People like to have a clear sense of who a lyricist is as a person, which lends confusion to upbeat songs with painful lyrics. Would you say you’re a well-adjusted or neurotic person?
I am definitely not well-adjusted [laughs]. For the first time in my life, last year I entered a really depressed period and I was experiencing anxiety and paranoia like I never had before. I had weird paranoia that people were trying to drug me, that I was constantly under attack. I just couldn’t turn my mind off, and it was as if someone was destroying my mind. And people who have never had such problems will say, “You need to exercise and do yoga—anything but take antidepressants.”

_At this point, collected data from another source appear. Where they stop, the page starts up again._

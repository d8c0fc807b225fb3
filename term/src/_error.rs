use crate::{QuadPosition, TermKind};
use thiserror::Error;

/// Type alias for `Result` with default error `TermError`.
///
/// Can be used like `std::result::Result` as well.
pub type Result<T, E = TermError> = std::result::Result<T, E>;

/// This error is raised when the creation of a term fails.
#[derive(Debug, Error)]
pub enum TermError {
    /// The IRI of a named node must be absolute (start with a scheme).
    #[error("The given IRI '{0}' is not absolute")]
    InvalidIri(String),
    /// Blank node identifiers must comply with Turtle's
    /// [production rules](https://www.w3.org/TR/turtle/#grammar-production-BLANK_NODE_LABEL).
    #[error(
        "The identifier '{0}' does not comply with Turtle's BLANK_NODE_LABEL"
    )]
    InvalidBlankNodeId(String),
    /// The language tags of literals must be well-formed according to
    /// [BCP47](https://tools.ietf.org/html/bcp47).
    #[error("The given language tag '{0}' is not well-formed according to BCP47")]
    InvalidLanguageTag(String),
    /// Raised when a literal is built with an inconsistent combination
    /// of language tag and datatype.
    #[error("Inconsistent literal: {0}")]
    InvalidLiteral(String),
    /// Raised when trying to switch a literal to a datatype that requires
    /// more than a datatype change (`rdf:langString` needs a language tag,
    /// and is reached through `with_language_tag` instead).
    #[error("The datatype '{0}' can not be set directly on a literal")]
    InvalidDatatypeTransition(String),
    /// Raised when a term of an unsupported kind is placed in a quad position.
    #[error("The {position} of a quad can not be a {kind:?}")]
    UnexpectedKind {
        /// The quad position that rejected the term.
        position: QuadPosition,
        /// The kind of the rejected term.
        kind: TermKind,
    },
}
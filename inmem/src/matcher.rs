//! I define *matchers*: match specifications that select quads in a
//! [`Dataset`](crate::Dataset).
//!
//! A [`TermSelector`] constrains one quad position
//! (wildcard, exact term, or test function);
//! a [`QuadTemplate`] binds zero to four positions;
//! a [`QuadFilter`] is the tagged variant accepted by all filtering
//! operations, convertible from a bare quad, a sequence of quads,
//! a template, or a test function.
//!
//! Test functions must not mutate the dataset they are evaluated
//! against; the `&Dataset` they receive makes that a compile-time
//! guarantee. A failure (panic) inside a test function propagates
//! unmodified to the caller of the matching operation.
use crate::dataset::Dataset;
use quadset_term::{BlankNode, Literal, NamedNode, Quad, Term};

/// The type of test functions usable as a single-position selector.
pub type TermTest = Box<dyn Fn(&Term, &Quad, &Dataset) -> bool>;

/// The type of test functions usable as a whole-quad filter.
pub type QuadTest = Box<dyn Fn(&Quad, &Dataset) -> bool>;

/// A match specification for one quad position.
pub enum TermSelector {
    /// Matches any term.
    Any,
    /// Matches terms structurally equal to the given one.
    Exact(Term),
    /// Matches terms satisfying the function,
    /// which receives the term, the quad it belongs to,
    /// and the dataset being matched.
    Test(TermTest),
}

impl TermSelector {
    /// Build a [`TermSelector::Test`] from a closure.
    pub fn test<F>(f: F) -> Self
    where
        F: Fn(&Term, &Quad, &Dataset) -> bool + 'static,
    {
        TermSelector::Test(Box::new(f))
    }

    /// Check whether this selector matches `term`.
    pub fn matches(&self, term: &Term, quad: &Quad, dataset: &Dataset) -> bool {
        match self {
            TermSelector::Any => true,
            TermSelector::Exact(t) => t == term,
            TermSelector::Test(f) => f(term, quad, dataset),
        }
    }

    /// Return the single term this selector can match, if it is exact.
    ///
    /// Exact selectors are the only ones that can drive an index probe.
    pub fn constant(&self) -> Option<&Term> {
        match self {
            TermSelector::Exact(t) => Some(t),
            _ => None,
        }
    }
}

impl Default for TermSelector {
    fn default() -> Self {
        TermSelector::Any
    }
}

impl std::fmt::Debug for TermSelector {
    fn fmt(&self, f: &mut std::fmt::Formatter<'_>) -> std::fmt::Result {
        match self {
            TermSelector::Any => f.write_str("Any"),
            TermSelector::Exact(t) => f.debug_tuple("Exact").field(t).finish(),
            TermSelector::Test(_) => f.write_str("Test(..)"),
        }
    }
}

impl From<Term> for TermSelector {
    fn from(other: Term) -> TermSelector {
        TermSelector::Exact(other)
    }
}

impl From<NamedNode> for TermSelector {
    fn from(other: NamedNode) -> TermSelector {
        TermSelector::Exact(other.into())
    }
}

impl From<BlankNode> for TermSelector {
    fn from(other: BlankNode) -> TermSelector {
        TermSelector::Exact(other.into())
    }
}

impl From<Literal> for TermSelector {
    fn from(other: Literal) -> TermSelector {
        TermSelector::Exact(other.into())
    }
}

impl From<Quad> for TermSelector {
    fn from(other: Quad) -> TermSelector {
        TermSelector::Exact(other.into())
    }
}

/// A partial-quad match specification, one [`TermSelector`] per position.
///
/// An empty template (the default) matches every quad.
#[derive(Debug, Default)]
pub struct QuadTemplate {
    s: TermSelector,
    p: TermSelector,
    o: TermSelector,
    g: TermSelector,
}

impl QuadTemplate {
    /// Build a template matching every quad.
    pub fn new() -> Self {
        Self::default()
    }

    /// Constrain the subject position.
    pub fn with_subject(mut self, s: impl Into<TermSelector>) -> Self {
        self.s = s.into();
        self
    }

    /// Constrain the predicate position.
    pub fn with_predicate(mut self, p: impl Into<TermSelector>) -> Self {
        self.p = p.into();
        self
    }

    /// Constrain the object position.
    pub fn with_object(mut self, o: impl Into<TermSelector>) -> Self {
        self.o = o.into();
        self
    }

    /// Constrain the graph name position.
    pub fn with_graph(mut self, g: impl Into<TermSelector>) -> Self {
        self.g = g.into();
        self
    }

    /// Check whether `quad` matches this template.
    ///
    /// Positions are evaluated in subject, predicate, object, graph
    /// order, short-circuiting on the first failing position.
    pub fn matches(&self, quad: &Quad, dataset: &Dataset) -> bool {
        self.s.matches(quad.s(), quad, dataset)
            && self.p.matches(quad.p(), quad, dataset)
            && self.o.matches(quad.o(), quad, dataset)
            && self.g.matches(quad.g(), quad, dataset)
    }

    /// The exact-bound terms per position, in s/p/o/g order.
    pub(crate) fn constants(&self) -> [Option<&Term>; 4] {
        [
            self.s.constant(),
            self.p.constant(),
            self.o.constant(),
            self.g.constant(),
        ]
    }
}

impl From<&Quad> for QuadTemplate {
    /// A bare quad is equivalent to a template with all four positions
    /// exact-bound to that quad's terms.
    fn from(other: &Quad) -> QuadTemplate {
        QuadTemplate::new()
            .with_subject(other.s().clone())
            .with_predicate(other.p().clone())
            .with_object(other.o().clone())
            .with_graph(other.g().clone())
    }
}

/// A match specification for whole quads,
/// accepted by all filtering operations of [`Dataset`].
pub enum QuadFilter {
    /// Matches quads structurally equal to any of the given ones.
    Quads(Vec<Quad>),
    /// Matches quads matching the template.
    Template(QuadTemplate),
    /// Matches quads satisfying the function (evaluated as a full scan).
    Test(QuadTest),
}

impl QuadFilter {
    /// Build a filter matching every quad.
    pub fn any() -> Self {
        QuadFilter::Template(QuadTemplate::new())
    }

    /// Build a [`QuadFilter::Test`] from a closure.
    pub fn test<F>(f: F) -> Self
    where
        F: Fn(&Quad, &Dataset) -> bool + 'static,
    {
        QuadFilter::Test(Box::new(f))
    }

    /// Check whether `quad` matches this filter.
    pub fn matches(&self, quad: &Quad, dataset: &Dataset) -> bool {
        match self {
            QuadFilter::Quads(quads) => quads.contains(quad),
            QuadFilter::Template(template) => template.matches(quad, dataset),
            QuadFilter::Test(f) => f(quad, dataset),
        }
    }
}

impl std::fmt::Debug for QuadFilter {
    fn fmt(&self, f: &mut std::fmt::Formatter<'_>) -> std::fmt::Result {
        match self {
            QuadFilter::Quads(quads) => f.debug_tuple("Quads").field(quads).finish(),
            QuadFilter::Template(template) => {
                f.debug_tuple("Template").field(template).finish()
            }
            QuadFilter::Test(_) => f.write_str("Test(..)"),
        }
    }
}

impl From<Quad> for QuadFilter {
    fn from(other: Quad) -> QuadFilter {
        QuadFilter::Quads(vec![other])
    }
}

impl From<&Quad> for QuadFilter {
    fn from(other: &Quad) -> QuadFilter {
        QuadFilter::Quads(vec![other.clone()])
    }
}

impl From<Vec<Quad>> for QuadFilter {
    fn from(other: Vec<Quad>) -> QuadFilter {
        QuadFilter::Quads(other)
    }
}

impl<const N: usize> From<[Quad; N]> for QuadFilter {
    fn from(other: [Quad; N]) -> QuadFilter {
        QuadFilter::Quads(other.into())
    }
}

impl From<QuadTemplate> for QuadFilter {
    fn from(other: QuadTemplate) -> QuadFilter {
        QuadFilter::Template(other)
    }
}

#[cfg(test)]
mod test {
    use super::*;
    use quadset_term::{Literal, NamedNode, Term};

    fn nn(iri: &str) -> Term {
        NamedNode::new_unchecked(iri).into()
    }

    fn quad(s: &str, o: &str) -> Quad {
        Quad::triple(nn(s), nn("tag:p"), Literal::string(o).into()).unwrap()
    }

    #[test]
    fn selector_any() {
        let d = Dataset::new();
        let q = quad("tag:s", "o");
        assert!(TermSelector::Any.matches(q.s(), &q, &d));
        assert!(TermSelector::Any.matches(&Term::DefaultGraph, &q, &d));
        assert_eq!(TermSelector::Any.constant(), None);
    }

    #[test]
    fn selector_exact_is_structural() {
        let d = Dataset::new();
        let q = quad("tag:s", "o");
        let sel = TermSelector::from(NamedNode::new_unchecked("tag:s"));
        assert!(sel.matches(q.s(), &q, &d));
        assert!(!sel.matches(q.o(), &q, &d));
        assert_eq!(sel.constant(), Some(&nn("tag:s")));
    }

    #[test]
    fn selector_test_sees_term_and_quad() {
        let d = Dataset::new();
        let q = quad("tag:s", "o");
        let sel = TermSelector::test(|t, q, _| t.is_literal() && q.s() == &nn("tag:s"));
        assert!(sel.matches(q.o(), &q, &d));
        assert!(!sel.matches(q.s(), &q, &d));
        assert_eq!(sel.constant(), None);
    }

    #[test]
    fn template_short_circuits_in_position_order() {
        use std::cell::Cell;
        use std::rc::Rc;

        let d = Dataset::new();
        let q = quad("tag:s", "o");
        let hits = Rc::new(Cell::new(0));
        let h = hits.clone();
        let template = QuadTemplate::new()
            .with_subject(nn("tag:not-s"))
            .with_object(TermSelector::test(move |_, _, _| {
                h.set(h.get() + 1);
                true
            }));
        assert!(!template.matches(&q, &d));
        // the subject failed first, so the object test never ran
        assert_eq!(hits.get(), 0);
    }

    #[test]
    fn template_from_quad_is_all_exact() {
        let d = Dataset::new();
        let q = quad("tag:s", "o");
        let template = QuadTemplate::from(&q);
        assert!(template.matches(&q, &d));
        assert!(!template.matches(&quad("tag:s", "other"), &d));
        assert!(template.constants().iter().all(Option::is_some));
    }

    #[test]
    fn filter_conversions() {
        let d = Dataset::new();
        let q1 = quad("tag:s1", "a");
        let q2 = quad("tag:s2", "b");

        let f = QuadFilter::from(q1.clone());
        assert!(f.matches(&q1, &d));
        assert!(!f.matches(&q2, &d));

        let f = QuadFilter::from([q1.clone(), q2.clone()]);
        assert!(f.matches(&q1, &d) && f.matches(&q2, &d));

        let f = QuadFilter::any();
        assert!(f.matches(&q1, &d) && f.matches(&q2, &d));

        let f = QuadFilter::test(|q, _| q.s() == &nn("tag:s2"));
        assert!(!f.matches(&q1, &d));
        assert!(f.matches(&q2, &d));
    }
}
//! I define the [`NamedNode`] wrapper type,
//! which guarantees that the underlying `str` is an absolute IRI,
//! i.e. that it starts with a scheme as defined by
//! [RFC 3987](https://tools.ietf.org/html/rfc3987).
use crate::{Result, TermError};
use lazy_static::lazy_static;
use regex::Regex;

lazy_static! {
    /// The `scheme ":"` prefix of an absolute IRI:
    ///
    /// `scheme ::= ALPHA ( ALPHA | DIGIT | '+' | '-' | '.' )*`
    ///
    /// Full RFC 3987 validation is out of scope;
    /// checking for a scheme is what rules out relative references.
    static ref IRI_SCHEME: Regex = Regex::new(r"(?x)
      ^
      [A-Za-z] [A-Za-z0-9+.\-]* :
    ").unwrap();
}

/// An RDF [IRI](https://www.w3.org/TR/rdf11-concepts/#section-IRIs).
///
/// Two named nodes are equal if and only if their IRIs are equal.
#[derive(Clone, Debug, Eq, Hash, Ord, PartialOrd, PartialEq)]
pub struct NamedNode(Box<str>);

impl NamedNode {
    /// Build a new named node, checking that `iri` is absolute.
    pub fn new(iri: impl Into<Box<str>>) -> Result<Self> {
        let iri = iri.into();
        if IRI_SCHEME.is_match(&iri) {
            Ok(NamedNode(iri))
        } else {
            Err(TermError::InvalidIri(iri.into()))
        }
    }

    /// Build a new named node without checking that `iri` is valid.
    pub fn new_unchecked(iri: impl Into<Box<str>>) -> Self {
        NamedNode(iri.into())
    }

    /// The IRI of this named node.
    pub fn iri(&self) -> &str {
        &self.0
    }
}

impl AsRef<str> for NamedNode {
    fn as_ref(&self) -> &str {
        &self.0
    }
}

/// Check whether `iri` has the shape of an absolute IRI.
pub(crate) fn is_absolute_iri(iri: &str) -> bool {
    IRI_SCHEME.is_match(iri)
}
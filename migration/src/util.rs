use sea_orm_migration::prelude::*;

/// Every table carries an application generated UUID key and a creation timestamp
pub(crate) fn default_table_statement() -> TableCreateStatement {
    TableCreateStatement::new()
        .if_not_exists()
        .col(ColumnDef::new(DefaultColumn::Id)
            .uuid()
            .primary_key()
            .take())
        .col(ColumnDef::new(DefaultColumn::CreatedAt)
            .timestamp_with_time_zone()
            .not_null()
            .take())
        .take()
}

/// Same as [`default_table_statement`] plus `updated_at`, for rows that are mutated after insert
pub(crate) fn mutable_table_statement() -> TableCreateStatement {
    default_table_statement()
        .col(ColumnDef::new(DefaultColumn::UpdatedAt)
            .timestamp_with_time_zone()
            .not_null()
            .take())
        .take()
}

/// Inline foreign key, SQLite cannot add constraints to an existing table
pub(crate) fn owned_by(
    table: impl IntoTableRef,
    column: impl IntoIden,
    owner: impl IntoTableRef,
) -> ForeignKeyCreateStatement {
    ForeignKey::create()
        .from(table, column)
        .to(owner, DefaultColumn::Id)
        .on_delete(ForeignKeyAction::Cascade)
        .on_update(ForeignKeyAction::Cascade)
        .take()
}

#[derive(DeriveIden)]
pub(crate) enum DefaultColumn {
    Id,
    CreatedAt,
    UpdatedAt,
}
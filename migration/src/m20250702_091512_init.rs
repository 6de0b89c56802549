use sea_orm_migration::prelude::*;

use crate::util::{default_table_statement, mutable_table_statement, owned_by, DefaultColumn};

#[derive(DeriveMigrationName)]
pub struct Migration;

// Partial indexes are not expressible through the index builder, both PostgreSQL and SQLite accept this form
const ACTIVE_GROUP_NAME_INDEX: &str = r#"
CREATE UNIQUE INDEX IF NOT EXISTS idx_work_group_active_name
    ON work_group (name)
    WHERE is_active
"#;

const ACTIVE_GROUP_LEADER_INDEX: &str = r#"
CREATE UNIQUE INDEX IF NOT EXISTS idx_work_group_active_leader
    ON work_group (team_leader_id)
    WHERE is_active AND team_leader_id IS NOT NULL
"#;

#[async_trait::async_trait]
impl MigrationTrait for Migration {
    async fn up(&self, manager: &SchemaManager) -> Result<(), DbErr> {
        // `team_leader_id` has no constraint: the two tables reference each other and
        // SQLite cannot add a foreign key after the fact. Worker deletion clears it instead.
        manager
            .create_table(mutable_table_statement()
                .table(WorkGroup::Table)
                .col(ColumnDef::new(WorkGroup::Name)
                    .text()
                    .not_null())
                .col(ColumnDef::new(WorkGroup::TeamLeaderId)
                    .uuid())
                .col(ColumnDef::new(WorkGroup::IsActive)
                    .boolean()
                    .not_null()
                    .default(true))
                .take()
            ).await?;

        let db = manager.get_connection();
        db.execute_unprepared(ACTIVE_GROUP_NAME_INDEX).await?;
        db.execute_unprepared(ACTIVE_GROUP_LEADER_INDEX).await?;

        manager
            .create_table(mutable_table_statement()
                .table(Worker::Table)
                .col(ColumnDef::new(Worker::Code)
                    .text()
                    .unique_key()
                    .not_null())
                .col(ColumnDef::new(Worker::Name)
                    .text()
                    .not_null())
                .col(ColumnDef::new(Worker::Phone)
                    .text())
                .col(ColumnDef::new(Worker::Position)
                    .text()
                    .not_null())
                .col(ColumnDef::new(Worker::Salary)
                    .double()
                    .not_null())
                .col(ColumnDef::new(Worker::HireDate)
                    .date()
                    .not_null())
                .col(ColumnDef::new(Worker::NextPayment)
                    .date())
                .col(ColumnDef::new(Worker::Birthday)
                    .date())
                .col(ColumnDef::new(Worker::IsActive)
                    .boolean()
                    .not_null()
                    .default(true))
                .col(ColumnDef::new(Worker::GroupId)
                    .uuid())
                .foreign_key(ForeignKey::create()
                    .from(Worker::Table, Worker::GroupId)
                    .to(WorkGroup::Table, DefaultColumn::Id)
                    .on_delete(ForeignKeyAction::SetNull)
                    .on_update(ForeignKeyAction::Cascade))
                .take()
            ).await?;

        manager
            .create_table(mutable_table_statement()
                .table(WorkSession::Table)
                .col(ColumnDef::new(WorkSession::WorkerId)
                    .uuid()
                    .not_null())
                .col(ColumnDef::new(WorkSession::Date)
                    .date()
                    .not_null())
                .col(ColumnDef::new(WorkSession::ClockIn)
                    .timestamp_with_time_zone()
                    .not_null())
                .col(ColumnDef::new(WorkSession::ClockOut)
                    .timestamp_with_time_zone())
                .col(ColumnDef::new(WorkSession::HoursWorked)
                    .double())
                .foreign_key(&mut owned_by(WorkSession::Table, WorkSession::WorkerId, Worker::Table))
                .take()
            ).await?;

        // One attendance record per worker and day, concurrent clock-ins lose here
        manager
            .create_index(Index::create()
                .if_not_exists()
                .name("idx_work_session_worker_date")
                .table(WorkSession::Table)
                .col(WorkSession::WorkerId)
                .col(WorkSession::Date)
                .unique()
                .take()
            ).await?;

        manager
            .create_table(mutable_table_statement()
                .table(Advance::Table)
                .col(ColumnDef::new(Advance::WorkerId)
                    .uuid()
                    .not_null())
                .col(ColumnDef::new(Advance::Amount)
                    .double()
                    .not_null())
                .col(ColumnDef::new(Advance::Reason)
                    .text())
                .col(ColumnDef::new(Advance::DateGiven)
                    .date()
                    .not_null())
                .col(ColumnDef::new(Advance::IsPaidBack)
                    .boolean()
                    .not_null()
                    .default(false))
                .foreign_key(&mut owned_by(Advance::Table, Advance::WorkerId, Worker::Table))
                .take()
            ).await?;

        manager
            .create_table(mutable_table_statement()
                .table(Loan::Table)
                .col(ColumnDef::new(Loan::WorkerId)
                    .uuid()
                    .not_null())
                .col(ColumnDef::new(Loan::TotalAmount)
                    .double()
                    .not_null())
                .col(ColumnDef::new(Loan::AmountPaidBack)
                    .double()
                    .not_null()
                    .default(0.0))
                .col(ColumnDef::new(Loan::RemainingBalance)
                    .double()
                    .not_null())
                .col(ColumnDef::new(Loan::Reason)
                    .text())
                .col(ColumnDef::new(Loan::DateGiven)
                    .date()
                    .not_null())
                .col(ColumnDef::new(Loan::IsFullyPaid)
                    .boolean()
                    .not_null()
                    .default(false))
                .foreign_key(&mut owned_by(Loan::Table, Loan::WorkerId, Worker::Table))
                .take()
            ).await?;

        // Installments are append-only, hence no `updated_at`
        manager
            .create_table(default_table_statement()
                .table(LoanPayment::Table)
                .col(ColumnDef::new(LoanPayment::LoanId)
                    .uuid()
                    .not_null())
                .col(ColumnDef::new(LoanPayment::PaymentAmount)
                    .double()
                    .not_null())
                .col(ColumnDef::new(LoanPayment::PaymentDate)
                    .date()
                    .not_null())
                .col(ColumnDef::new(LoanPayment::Notes)
                    .text())
                .foreign_key(&mut owned_by(LoanPayment::Table, LoanPayment::LoanId, Loan::Table))
                .take()
            ).await?;

        Ok(())
    }

    async fn down(&self, manager: &SchemaManager) -> Result<(), DbErr> {
        manager.drop_table(
            Table::drop()
                .table(LoanPayment::Table)
                .take()
        ).await?;

        manager.drop_table(
            Table::drop()
                .table(Loan::Table)
                .take()
        ).await?;

        manager.drop_table(
            Table::drop()
                .table(Advance::Table)
                .take()
        ).await?;

        manager.drop_table(
            Table::drop()
                .table(WorkSession::Table)
                .take()
        ).await?;

        manager.drop_table(
            Table::drop()
                .table(Worker::Table)
                .take()
        ).await?;

        manager.drop_table(
            Table::drop()
                .table(WorkGroup::Table)
                .take()
        ).await?;

        Ok(())
    }
}

#[derive(DeriveIden)]
enum WorkGroup {
    Table,
    Name,
    TeamLeaderId,
    IsActive,
}

#[derive(DeriveIden)]
enum Worker {
    Table,
    Code,
    Name,
    Phone,
    Position,
    Salary,
    HireDate,
    NextPayment,
    Birthday,
    IsActive,
    GroupId,
}

#[derive(DeriveIden)]
enum WorkSession {
    Table,
    WorkerId,
    Date,
    ClockIn,
    ClockOut,
    HoursWorked,
}

#[derive(DeriveIden)]
enum Advance {
    Table,
    WorkerId,
    Amount,
    Reason,
    DateGiven,
    IsPaidBack,
}

#[derive(DeriveIden)]
enum Loan {
    Table,
    WorkerId,
    TotalAmount,
    AmountPaidBack,
    RemainingBalance,
    Reason,
    DateGiven,
    IsFullyPaid,
}

#[derive(DeriveIden)]
enum LoanPayment {
    Table,
    LoanId,
    PaymentAmount,
    PaymentDate,
    Notes,
}
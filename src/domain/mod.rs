pub mod attendance;
pub mod cycle;
pub mod ledger;
pub mod lending;
pub mod payroll;
pub mod roster;

use thiserror::Error;

pub use lending::AdvanceCap;
pub use payroll::PayrollPolicy;

/// Business rules chosen at deployment time
#[derive(Debug, Clone, Copy, Default, PartialEq, Eq)]
pub struct Policies {
    pub payroll: PayrollPolicy,
    pub advance_cap: AdvanceCap,
}

#[derive(Debug, Error)]
#[error("unknown {kind} `{value}`")]
pub struct UnknownPolicy {
    pub kind: &'static str,
    pub value: String,
}
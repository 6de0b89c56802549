use actix_web::{get, post, web, HttpResponse, Responder};
use chrono::Local;
use sea_orm::DatabaseConnection;
use serde::{Deserialize, Serialize};
use uuid::Uuid;

use crate::{
    auth::{AdminPin, Authority, Operation},
    domain::lending,
    entity::loan,
    error::Result,
};

pub(super) fn config(cfg: &mut web::ServiceConfig) {
    cfg
        .service(list_loans)
        .service(give_loan)
        .service(worker_loans)
        .service(loan_payments)
        .service(record_payment);
}

#[derive(Debug, Serialize, Deserialize)]
struct GiveLoan {
    worker_id: Uuid,
    amount: f64,
    reason: Option<String>,
    #[serde(default)]
    admin_pin: Option<String>,
}

#[derive(Debug, Serialize, Deserialize)]
struct LoanGiven {
    message: String,
    loan: loan::Model,
}

#[derive(Debug, Serialize, Deserialize)]
struct RecordPayment {
    payment_amount: f64,
    notes: Option<String>,
    #[serde(default)]
    admin_pin: Option<String>,
}

#[get("")]
async fn list_loans(
    db: web::Data<DatabaseConnection>,
    authority: web::Data<Authority>,
    pin: AdminPin,
) -> Result<impl Responder> {
    authority.authorize(Operation::ListLoans, &pin)?;

    Ok(web::Json(lending::list_loans(&db).await?))
}

#[post("")]
async fn give_loan(
    db: web::Data<DatabaseConnection>,
    authority: web::Data<Authority>,
    pin: AdminPin,
    payload: web::Json<GiveLoan>,
) -> Result<impl Responder> {
    let payload = payload.into_inner();
    authority.authorize(Operation::GiveLoan, &pin.or(payload.admin_pin))?;

    let loan = lending::give_loan(&db, payload.worker_id, payload.amount, payload.reason, Local::now().fixed_offset()).await?;

    Ok(HttpResponse::Created().json(LoanGiven {
        message: format!("Loan of {} recorded", loan.total_amount),
        loan,
    }))
}

#[get("/{worker_id}/worker")]
async fn worker_loans(
    db: web::Data<DatabaseConnection>,
    authority: web::Data<Authority>,
    pin: AdminPin,
    worker_id: web::Path<Uuid>,
) -> Result<impl Responder> {
    authority.authorize(Operation::ListLoans, &pin)?;

    Ok(web::Json(lending::worker_loans(&db, *worker_id).await?))
}

#[get("/{loan_id}/payments")]
async fn loan_payments(
    db: web::Data<DatabaseConnection>,
    authority: web::Data<Authority>,
    pin: AdminPin,
    loan_id: web::Path<Uuid>,
) -> Result<impl Responder> {
    authority.authorize(Operation::ListLoans, &pin)?;

    Ok(web::Json(lending::loan_statement(&db, *loan_id).await?))
}

#[post("/{loan_id}/payment")]
async fn record_payment(
    db: web::Data<DatabaseConnection>,
    authority: web::Data<Authority>,
    pin: AdminPin,
    loan_id: web::Path<Uuid>,
    payload: web::Json<RecordPayment>,
) -> Result<impl Responder> {
    let payload = payload.into_inner();
    authority.authorize(Operation::RecordLoanPayment, &pin.or(payload.admin_pin))?;

    let receipt = lending::record_loan_payment(
        &db,
        *loan_id,
        payload.payment_amount,
        payload.notes,
        Local::now().fixed_offset(),
    ).await?;

    Ok(HttpResponse::Created().json(receipt))
}
use std::{env, net::{SocketAddr, ToSocketAddrs as _}};

use sea_orm::ConnectOptions;
use tracing::info;

use crate::domain::{AdvanceCap, PayrollPolicy, Policies};

pub struct Config {
    pub host_address: SocketAddr,

    pub database_opt: ConnectOptions,

    pub admin_pin: String,

    pub policies: Policies,
}

pub fn load() -> Config {
    Config {
        host_address: load_host_address(),
        database_opt: load_database_opt().into(),
        admin_pin: load_admin_pin(),
        policies: Policies {
            payroll: load_payroll_policy(),
            advance_cap: load_advance_cap(),
        },
    }
}

fn load_host_address() -> SocketAddr {
    info!("Loading environment `HOST_ADDRESS`");

    let var = env::var("HOST_ADDRESS").unwrap_or_else(|_| "127.0.0.1:5000".to_string());

    var.to_socket_addrs()
        .expect("`HOST_ADDRESS` is not in a valid format").nth(0)
        .expect("unable to resolve host from `HOST_ADDRESS`")
}

fn load_database_opt() -> impl Into<ConnectOptions> {
    info!("Loading environment `DATABASE_URL`");

    env::var("DATABASE_URL").expect("Environment `DATABASE_URL` is required to be set")
}

fn load_admin_pin() -> String {
    info!("Loading environment `ADMIN_PIN`");

    let var = env::var("ADMIN_PIN").expect("Environment `ADMIN_PIN` is required to be set");
    assert!(!var.trim().is_empty(), "`ADMIN_PIN` must not be empty");

    var.trim().to_owned()
}

fn load_payroll_policy() -> PayrollPolicy {
    info!("Loading environment `PAYROLL_POLICY`");

    env::var("PAYROLL_POLICY")
        .map(|var| var.parse().expect("`PAYROLL_POLICY` must be `fixed` or `proportional`"))
        .unwrap_or_default()
}

fn load_advance_cap() -> AdvanceCap {
    info!("Loading environment `ADVANCE_CAP`");

    env::var("ADVANCE_CAP")
        .map(|var| var.parse().expect("`ADVANCE_CAP` must be `salary` or `none`"))
        .unwrap_or_default()
}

There’s still this weird stigma attached to antidepressants and therapy in our society. It was a humbling experience to have no control. That shakes you up. It was eventually the right combination of medication and therapy that got me back onto my feet. You can actually hear the turning point that I had on the record, where it becomes funkier and less morose. That’s why you get songs like “Faberge Falls for Shuggie,” which sound like Prince and Sly & The Family Stone, while on the first half [of the record] you can really sense an inner turmoil.
Were the problems chemical or situational?
It was a completely situational thing. Having a newborn daughter really messes with your mind. I love Alabee, but I’m obviously not used to being a family man. I was having this inner tension of what my parents, my wife and the whole world expected of me. I felt like there was no solution, and that’s why there are so many references to killing myself. There are actually two versions of Hissing Fauna..., one of which addresses all the sadness, depression, breakups, psychosis and insanity. I was balancing the group’s first real moments of recognition with having a family and raising a kid. [My wife] Nina and I worked things out together, and that’s where it became much happier. Our EP coming out with the record is darker, with more references to suicide. In the process I cycled through a few medications: one for anxiety called Ativan, then Effexor for depression that made me feel 10-times worse. I was afraid the medication would wipe out my highs and lows and affect my songwriting, or turn me into a vegetable. I’m still just as creative; I have a Tourettic inner dialogue that’s like a strange film reel. I knew my medication wasn’t too destructive, because the Tourettic reel never left.
Did you like the Outback commercial based on your song “Wraith Pinned to the Mist?”
That’s the weird thing, that they didn’t just take the song, they made a new song using the structure of the original. A steakhouse is basically zero on the coolness scale. It’s so mundane, a steakhouse. People were upset with the decision, but there are companies like Volkswagen that have credibility for some reason. They’re all just products — steaks, credit cards, diamonds, cars — it’s all just a product. I wouldn’t be stoked about The Shins having a steakhouse commercial, but you have to watch out for yourself and take what little money you can get to continue playing music. Indie bands need the money so they’ll work for cheap. I heard Cat Power on a diamond commercial, and I’ve heard Apples in Stereo, Modest Mouse. But no, I thought ours was atrocious. I talked to the company about it, and first they said it would be a radio jingle. Then it became a TV commercial, and I thought, “Oh, shit.” They said, “Don’t worry, it’ll be cool.” Then it became a lame steak commercial with the baked potato with steam rising off of it, and they led me to think it was going to be kind of artsy! It freaked me out, but it really doesn’t matter. Life goes on. And hopefully no one’s going to kill me for it.